La Corte Suprema ha stabilito che Trump non può abrogare il programma a favore degli immigrati irregolari arrivati da bambini
La Corte Suprema degli Stati Uniti ha stabilito che il presidente Donald Trump non può abrogare il DACA (da “Deferred Action for Childhood Arrivals”), il programma voluto dall’amministrazione Obama grazie a cui gli immigrati irregolari arrivati negli Stati Uniti da bambini, seguendo i propri genitori, sono stati fin qui immuni dalle espulsioni e hanno avuto la possibilità di ottenere permessi di lavoro. Nel verdetto, sostenuto dal giudice anziano John G. Roberts (conservatore) e da quattro giudici progressisti, si legge che l’amministrazione Trump non ha fornito una giustificazione adeguata per porre fine al programma.
Obama introdusse il DACA nel 2012 perché il Congresso non riusciva ad approvare una legge sull’immigrazione chiamata DREAM Act. L’espressione è l’acronimo di “Development, Relief, and Education for Alien Minors Act”, cioè “Legge per lo Sviluppo, il Sostegno e l’Istruzione dei Minorenni Stranieri”, ma è anche un riferimento all’American dream, il sogno americano, e la ragione per cui oggi i beneficiari del DACA vengono anche chiamati “DREAMers” o “dreamers”, sognatori. A differenza del DREAM Act, il DACA non permette di avere la cittadinanza ma offre a queste persone varie garanzie, se ne fanno richiesta, per un periodo di due anni; la richiesta poi può essere rinnovata. Il programma riguarda circa 800mila persone che sono cresciute negli Stati Uniti.

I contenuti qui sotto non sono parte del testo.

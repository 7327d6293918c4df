//! beam-client library crate.
//!
//! Connection lifecycle management for a networked projector that exposes two
//! independent WebSocket endpoints:
//!
//! ```text
//! Presentation layer (CLI, GUI — out of scope)
//!         ↕  connect / disconnect / send_command / send_file + state/status accessors
//! [beam-client]
//!   ├── config/      ClientConfig: host, ports, upload path, TOML persistence
//!   ├── channel/     The two managers: CommandChannel and UploadChannel
//!   └── transport/   Transport/FrameSink trait seam
//!         ├── ws     tokio-tungstenite implementation (the real thing)
//!         └── mock   scriptable in-memory transport for tests
//!         ↕
//! Projector  ws://host:8080 (commands)   ws://host:8081/video (media upload)
//! ```
//!
//! # Design
//!
//! Each manager exclusively owns at most one live socket handle and a pair of
//! observable values (a state enum and a one-line status message). All state
//! transitions happen inside the manager's own handlers — the consumer only
//! ever reads through accessors and calls the four operations. The two
//! managers share nothing: a command-channel disconnect never cancels an
//! in-flight upload, and vice versa.
//!
//! There is no automatic retry or reconnection anywhere in this crate; every
//! recovery is a fresh, caller-initiated operation.

/// Configuration: host/port settings and TOML persistence.
pub mod config;

/// The two connection managers and their error taxonomy.
pub mod channel;

/// The socket abstraction the managers are written against.
pub mod transport;

pub use channel::{ChannelError, CommandChannel, UploadChannel};
pub use config::ClientConfig;
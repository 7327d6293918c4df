//! Scriptable in-memory transport for tests.
//!
//! Lets tests drive both channel managers without any network: every
//! `connect` is counted, handshakes can be forced to fail or held open
//! mid-flight, transmitted frames are recorded, and the "device" side can
//! push status text, close the link, or fail it at will through a
//! [`RemoteHandle`].

use std::sync::atomic::{AtomicBool, Ordering};
use std::sync::{Arc, Mutex};

use tokio::sync::{mpsc, Semaphore};

use super::{FrameSink, Link, LinkEvent, Transport, TransportError};

/// One frame recorded by a mock link.
#[derive(Debug, Clone, PartialEq, Eq)]
pub enum SentFrame {
    Text(String),
    Binary(Vec<u8>),
}

#[derive(Default)]
struct Shared {
    connect_calls: u32,
    fail_connects: u32,
    fail_sends: u32,
    live_links: u32,
    max_live_links: u32,
    gate: Option<Arc<Semaphore>>,
    links: Vec<RemoteHandle>,
}

/// A mock [`Transport`] with call counting and scriptable failures.
///
/// Clones share the same underlying state, so a test can keep one clone for
/// scripting and hand another to the manager under test.
#[derive(Clone, Default)]
pub struct MockTransport {
    shared: Arc<Mutex<Shared>>,
}

impl MockTransport {
    pub fn new() -> Self {
        Self::default()
    }

    /// Makes the next `connect` call fail its handshake.
    pub fn fail_next_connect(&self) {
        self.shared.lock().expect("lock poisoned").fail_connects += 1;
    }

    /// Makes the next frame send on any live link fail.
    pub fn fail_next_send(&self) {
        self.shared.lock().expect("lock poisoned").fail_sends += 1;
    }

    /// Holds every subsequent handshake until [`release_connect`] grants a
    /// permit. Used to observe the `Connecting` state from tests.
    ///
    /// [`release_connect`]: MockTransport::release_connect
    pub fn hold_connects(&self) {
        self.shared.lock().expect("lock poisoned").gate = Some(Arc::new(Semaphore::new(0)));
    }

    /// Releases one held handshake.
    pub fn release_connect(&self) {
        if let Some(gate) = &self.shared.lock().expect("lock poisoned").gate {
            gate.add_permits(1);
        }
    }

    /// Total number of `connect` calls observed, successful or not.
    pub fn connect_calls(&self) -> u32 {
        self.shared.lock().expect("lock poisoned").connect_calls
    }

    /// Number of links whose sink has not been closed or dropped yet.
    pub fn live_links(&self) -> u32 {
        self.shared.lock().expect("lock poisoned").live_links
    }

    /// High-water mark of simultaneously live links.
    pub fn max_live_links(&self) -> u32 {
        self.shared.lock().expect("lock poisoned").max_live_links
    }

    /// Device-side handle for the most recently established link.
    ///
    /// Panics if no link has been established; tests call this only after a
    /// successful connect.
    pub fn last_link(&self) -> RemoteHandle {
        self.shared
            .lock()
            .expect("lock poisoned")
            .links
            .last()
            .expect("no link established yet")
            .clone()
    }
}

#[async_trait::async_trait]
impl Transport for MockTransport {
    async fn connect(&self, url: &str) -> Result<Link, TransportError> {
        // A held handshake parks here, before the call is even counted, so
        // tests can line up concurrent connect attempts deterministically.
        let gate = self.shared.lock().expect("lock poisoned").gate.clone();
        if let Some(gate) = gate {
            let permit = gate
                .acquire()
                .await
                .map_err(|_| TransportError::Connect {
                    url: url.to_string(),
                    reason: "handshake gate closed".to_string(),
                })?;
            permit.forget();
        }

        let mut shared = self.shared.lock().expect("lock poisoned");
        shared.connect_calls += 1;

        if shared.fail_connects > 0 {
            shared.fail_connects -= 1;
            return Err(TransportError::Connect {
                url: url.to_string(),
                reason: "connection refused (scripted)".to_string(),
            });
        }

        let (event_tx, events) = mpsc::channel(32);
        let sent = Arc::new(Mutex::new(Vec::new()));
        let closed = Arc::new(AtomicBool::new(false));

        shared.live_links += 1;
        shared.max_live_links = shared.max_live_links.max(shared.live_links);

        let handle = RemoteHandle {
            sent: Arc::clone(&sent),
            closed: Arc::clone(&closed),
            event_tx,
        };
        shared.links.push(handle.clone());

        Ok(Link {
            sink: Box::new(MockFrameSink {
                sent,
                closed,
                shared: Arc::clone(&self.shared),
            }),
            events,
        })
    }
}

/// Device-side view of one mock link.
#[derive(Clone)]
pub struct RemoteHandle {
    sent: Arc<Mutex<Vec<SentFrame>>>,
    closed: Arc<AtomicBool>,
    event_tx: mpsc::Sender<LinkEvent>,
}

impl RemoteHandle {
    /// Pushes an inbound text frame, as if the device sent status text.
    pub async fn push_text(&self, text: impl Into<String>) {
        let _ = self.event_tx.send(LinkEvent::Text(text.into())).await;
    }

    /// Closes the link from the device side.
    pub async fn close(&self) {
        let _ = self.event_tx.send(LinkEvent::Closed).await;
    }

    /// Fails the link mid-session, as if the TCP connection was reset.
    pub async fn fail(&self, reason: impl Into<String>) {
        let _ = self.event_tx.send(LinkEvent::Error(reason.into())).await;
    }

    /// Every frame the manager transmitted on this link, in order.
    pub fn sent(&self) -> Vec<SentFrame> {
        self.sent.lock().expect("lock poisoned").clone()
    }

    /// Whether the manager's sink for this link has been closed or dropped.
    pub fn is_closed(&self) -> bool {
        self.closed.load(Ordering::SeqCst)
    }
}

struct MockFrameSink {
    sent: Arc<Mutex<Vec<SentFrame>>>,
    closed: Arc<AtomicBool>,
    shared: Arc<Mutex<Shared>>,
}

impl MockFrameSink {
    fn record(&self, frame: SentFrame) -> Result<(), TransportError> {
        if self.closed.load(Ordering::SeqCst) {
            return Err(TransportError::Send("link is closed".to_string()));
        }
        let mut shared = self.shared.lock().expect("lock poisoned");
        if shared.fail_sends > 0 {
            shared.fail_sends -= 1;
            return Err(TransportError::Send("send failed (scripted)".to_string()));
        }
        drop(shared);
        self.sent.lock().expect("lock poisoned").push(frame);
        Ok(())
    }

    fn release(&self) {
        // First close (or drop) wins; double release is a no-op.
        if !self.closed.swap(true, Ordering::SeqCst) {
            self.shared.lock().expect("lock poisoned").live_links -= 1;
        }
    }
}

#[async_trait::async_trait]
impl FrameSink for MockFrameSink {
    async fn send_text(&mut self, text: &str) -> Result<(), TransportError> {
        self.record(SentFrame::Text(text.to_string()))
    }

    async fn send_binary(&mut self, payload: Vec<u8>) -> Result<(), TransportError> {
        self.record(SentFrame::Binary(payload))
    }

    async fn close(&mut self) {
        self.release();
    }
}

impl Drop for MockFrameSink {
    fn drop(&mut self) {
        self.release();
    }
}

// ── Tests ─────────────────────────────────────────────────────────────────────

Nel settembre del 2017 Trump aveva deciso di abrogarlo, sostenendo che i dreamers fossero immigrati irregolari come gli altri, e aveva chiesto al Congresso di rimpiazzare il programma con una nuova legge entro il 5 marzo 2018, giorno in cui si sarebbe concluso ufficialmente il DACA. La decisione fu bloccata da vari ricorsi presentati in tutto il paese, che hanno portato al pronunciamento della Corte Suprema.